Intellectuel de «l'engagement civilisationnel» comme il définit lui-même sa démarche, ce pulvérisateur de frontières construit depuis plus de trente ans une constellation poétique qui s'arc-boute entre tradition et modernité, entre l'Orient des origines et l'Occident des migrations. Cette osmose opère à partir d'une tension que restitue la langue arabe, cette «langue d'émanation, d'explosion», dont Adonis est le virtuose.

Ecrivain multiple, il a su créer un nouveau langage poétique à partir d’une relecture rigoureuse du legs littéraire arabe et d’une profonde connaissance de la poésie européenne.
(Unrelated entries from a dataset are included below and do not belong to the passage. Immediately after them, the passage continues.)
//! Batch progress tracking
//!
//! Workers bump a shared atomic counter once per finished file. A single
//! display thread polls that counter on a fixed interval and redraws one
//! status line (`42% (21/50)`) until every file is accounted for or the run
//! is cancelled.

use crate::cancel::CancelToken;
use indicatif::{ProgressBar, ProgressDrawTarget, ProgressStyle};
use std::sync::atomic::{AtomicUsize, Ordering};
use std::sync::mpsc::{self, RecvTimeoutError, Sender};
use std::sync::Arc;
use std::thread::JoinHandle;
use std::time::Duration;
use tracing::debug;

/// Poll interval of the display loop.
pub const DISPLAY_INTERVAL: Duration = Duration::from_secs(1);

pub mod templates {
    pub const BATCH: &str = "{spinner:.green} {prefix:.cyan.bold} ▕{bar:35.green/black}▏ {msg}";
    pub const PROGRESS_CHARS: &str = "█▓░";
    pub const SPINNER_CHARS: &str = "⠋⠙⠹⠸⠼⠴⠦⠧⠇⠏";
}

/// `floor(count * 100 / total)`, clamped to 100. An empty batch is complete.
pub fn percentage(count: usize, total: usize) -> usize {
    if total == 0 {
        return 100;
    }
    count.min(total) * 100 / total
}

pub fn render_status(count: usize, total: usize) -> String {
    format!("{}% ({}/{})", percentage(count, total), count, total)
}

struct Inner {
    processed: AtomicUsize,
    total: usize,
    bar: ProgressBar,
    /// Print the final status as plain text when the bar cannot draw.
    plain_fallback: bool,
}

/// Shared progress state. Cheap to clone; all clones see the same counter.
#[derive(Clone)]
pub struct ProgressTracker {
    inner: Arc<Inner>,
}

impl ProgressTracker {
    /// Tracker drawing to stdout. Terminal detection is left to indicatif:
    /// a non-tty stdout gets no redraws, only the final `P% (c/t)` line.
    pub fn new(total: usize, label: &str) -> Self {
        let bar = ProgressBar::with_draw_target(Some(total as u64), ProgressDrawTarget::stdout());
        let style = ProgressStyle::with_template(templates::BATCH)
            .unwrap_or_else(|_| ProgressStyle::default_bar())
            .progress_chars(templates::PROGRESS_CHARS)
            .tick_chars(templates::SPINNER_CHARS);
        bar.set_style(style);
        bar.set_prefix(label.to_string());
        bar.set_message(render_status(0, total));
        Self::with_bar(total, bar, true)
    }

    /// Tracker that counts but never prints.
    pub fn hidden(total: usize) -> Self {
        Self::with_bar(total, ProgressBar::hidden(), false)
    }

    fn with_bar(total: usize, bar: ProgressBar, plain_fallback: bool) -> Self {
        Self {
            inner: Arc::new(Inner {
                processed: AtomicUsize::new(0),
                total,
                bar,
                plain_fallback,
            }),
        }
    }

    pub fn total(&self) -> usize {
        self.inner.total
    }

    pub fn processed(&self) -> usize {
        self.inner.processed.load(Ordering::SeqCst)
    }

    pub fn percentage(&self) -> usize {
        percentage(self.processed(), self.total())
    }

    pub fn is_complete(&self) -> bool {
        self.processed() >= self.total()
    }

    /// Count one finished file and return the new count. Never exceeds the
    /// total: extra increments are dropped and logged.
    pub fn increment(&self) -> usize {
        let total = self.inner.total;
        match self
            .inner
            .processed
            .fetch_update(Ordering::SeqCst, Ordering::SeqCst, |n| {
                (n < total).then_some(n + 1)
            }) {
            Ok(prev) => prev + 1,
            Err(current) => {
                debug!(current, total, "Progress increment beyond total ignored");
                current
            }
        }
    }

    /// Print a line above the status line without tearing it.
    pub fn println(&self, line: &str) {
        self.inner.bar.suspend(|| println!("{}", line));
    }

    fn redraw(&self) -> usize {
        let count = self.processed();
        self.inner.bar.set_position(count as u64);
        self.inner.bar.set_message(render_status(count, self.total()));
        count
    }

    /// Line to print once the loop ends, for a bar that never drew.
    fn final_plain_line(&self) -> Option<String> {
        (self.inner.plain_fallback && self.inner.bar.is_hidden())
            .then(|| render_status(self.processed(), self.total()))
    }

    /// Start the display loop on its own thread.
    pub fn spawn_display(&self, cancel: CancelToken, interval: Duration) -> ProgressDisplay {
        let (stop_tx, stop_rx) = mpsc::channel::<()>();
        let tracker = self.clone();

        let handle = std::thread::spawn(move || {
            loop {
                let count = tracker.redraw();
                if count >= tracker.total() || cancel.is_cancelled() {
                    break;
                }
                match stop_rx.recv_timeout(interval) {
                    Err(RecvTimeoutError::Timeout) => continue,
                    Ok(()) | Err(RecvTimeoutError::Disconnected) => {
                        tracker.redraw();
                        break;
                    }
                }
            }
            tracker.inner.bar.finish();
            if let Some(line) = tracker.final_plain_line() {
                println!("{}", line);
            }
            tracker.processed()
        });

        ProgressDisplay {
            stop: stop_tx,
            handle,
        }
    }
}

/// Handle to the running display loop.
pub struct ProgressDisplay {
    stop: Sender<()>,
    handle: JoinHandle<usize>,
}

impl ProgressDisplay {
    /// Stop the loop after a final redraw and return the last count seen.
    pub fn finish(self) -> usize {
        let _ = self.stop.send(());
        self.handle.join().unwrap_or_default()
    }
}

#[cfg(test)]
mod tests {
    use super::*;
    use proptest::prelude::*;
    use std::time::Instant;

    #[test]
    fn test_percentage_examples() {
        assert_eq!(percentage(0, 3), 0);
        assert_eq!(percentage(1, 3), 33);
        assert_eq!(percentage(2, 3), 66);
        assert_eq!(percentage(3, 3), 100);
        assert_eq!(render_status(1, 4), "25% (1/4)");
    }

    #[test]
    fn test_zero_total_is_complete() {
        assert_eq!(percentage(0, 0), 100);
        let tracker = ProgressTracker::hidden(0);
        assert!(tracker.is_complete());
        assert_eq!(tracker.percentage(), 100);
    }

    #[test]
    fn test_increment_saturates_at_total() {
        let tracker = ProgressTracker::hidden(2);
        assert_eq!(tracker.increment(), 1);
        assert_eq!(tracker.increment(), 2);
        assert_eq!(tracker.increment(), 2);
        assert_eq!(tracker.processed(), 2);
        assert!(tracker.is_complete());
    }

    #[test]
    fn test_concurrent_increments_are_not_lost() {
        let total = 8 * 500;
        let tracker = ProgressTracker::hidden(total);
        let handles: Vec<_> = (0..8)
            .map(|_| {
                let t = tracker.clone();
                std::thread::spawn(move || {
                    for _ in 0..500 {
                        t.increment();
                    }
                })
            })
            .collect();
        for h in handles {
            h.join().unwrap();
        }
        assert_eq!(tracker.processed(), total);
        assert_eq!(tracker.percentage(), 100);
    }

    #[test]
    fn test_final_plain_line_only_for_undrawable_visible_tracker() {
        let piped = ProgressTracker::with_bar(3, ProgressBar::hidden(), true);
        for _ in 0..3 {
            piped.increment();
        }
        assert_eq!(piped.final_plain_line().as_deref(), Some("100% (3/3)"));

        let quiet = ProgressTracker::hidden(3);
        quiet.increment();
        assert_eq!(quiet.final_plain_line(), None);

        let empty = ProgressTracker::with_bar(0, ProgressBar::hidden(), true);
        assert_eq!(empty.final_plain_line().as_deref(), Some("100% (0/0)"));
    }

    #[test]
    fn test_display_exits_immediately_for_empty_batch() {
        let tracker = ProgressTracker::hidden(0);
        let started = Instant::now();
        let display = tracker.spawn_display(CancelToken::new(), Duration::from_secs(60));
        assert_eq!(display.finish(), 0);
        assert!(started.elapsed() < Duration::from_secs(5));
    }

    #[test]
    fn test_display_stops_when_counter_reaches_total() {
        let tracker = ProgressTracker::hidden(3);
        let display = tracker.spawn_display(CancelToken::new(), Duration::from_millis(10));
        for _ in 0..3 {
            tracker.increment();
        }
        assert_eq!(display.finish(), 3);
    }

    #[test]
    fn test_display_stops_on_cancel() {
        let tracker = ProgressTracker::hidden(10);
        let cancel = CancelToken::new();
        let display = tracker.spawn_display(cancel.clone(), Duration::from_millis(10));
        tracker.increment();
        cancel.cancel();
        let started = Instant::now();
        assert_eq!(display.finish(), 1);
        assert!(started.elapsed() < Duration::from_secs(5));
    }

    proptest! {
        #![proptest_config(ProptestConfig::with_cases(200))]

        #[test]
        fn percentage_is_floor_and_bounded(total in 1usize..10_000, count in 0usize..20_000) {
            let pct = percentage(count, total);
            prop_assert!(pct <= 100);
            let clamped = count.min(total);
            prop_assert_eq!(pct, clamped * 100 / total);
            prop_assert_eq!(pct == 100, clamped == total);
        }

        #[test]
        fn percentage_is_monotonic(total in 1usize..1_000, a in 0usize..1_000, b in 0usize..1_000) {
            let (lo, hi) = if a <= b { (a, b) } else { (b, a) };
            prop_assert!(percentage(lo, total) <= percentage(hi, total));
        }
    }
}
Mais Adonis n’est pas seulement poète. Journaliste, essayiste, professeur, la voix de cet intellectuel vivant entre plusieurs pays se détache, magistrale, pour pointer aussi bien les limites qui entravent les cultures arabes que l’hypocrisie d’un Occident de plus en plus déshumanisé par ses sociétés marchandes et sa technologie. Le rencontrer est forcément un moment privilégié, un de ces instants où la clandestinité d’une parole lumineuse empiète sur la répétition des jours.

Le voyage était-il donc la condition sine qua non de votre création?
Je n'ai pas été contraint à l'exil. C'est moi-même qui ai choisi ce voyage de par le monde pour faire écho à mon voyage intérieur. Cette exigence nécessite un changement de lieu. Je ne peux pas considérer le lieu comme une stabilité, un choix définitif, il est enserré dans un mouvement, il est mouvement.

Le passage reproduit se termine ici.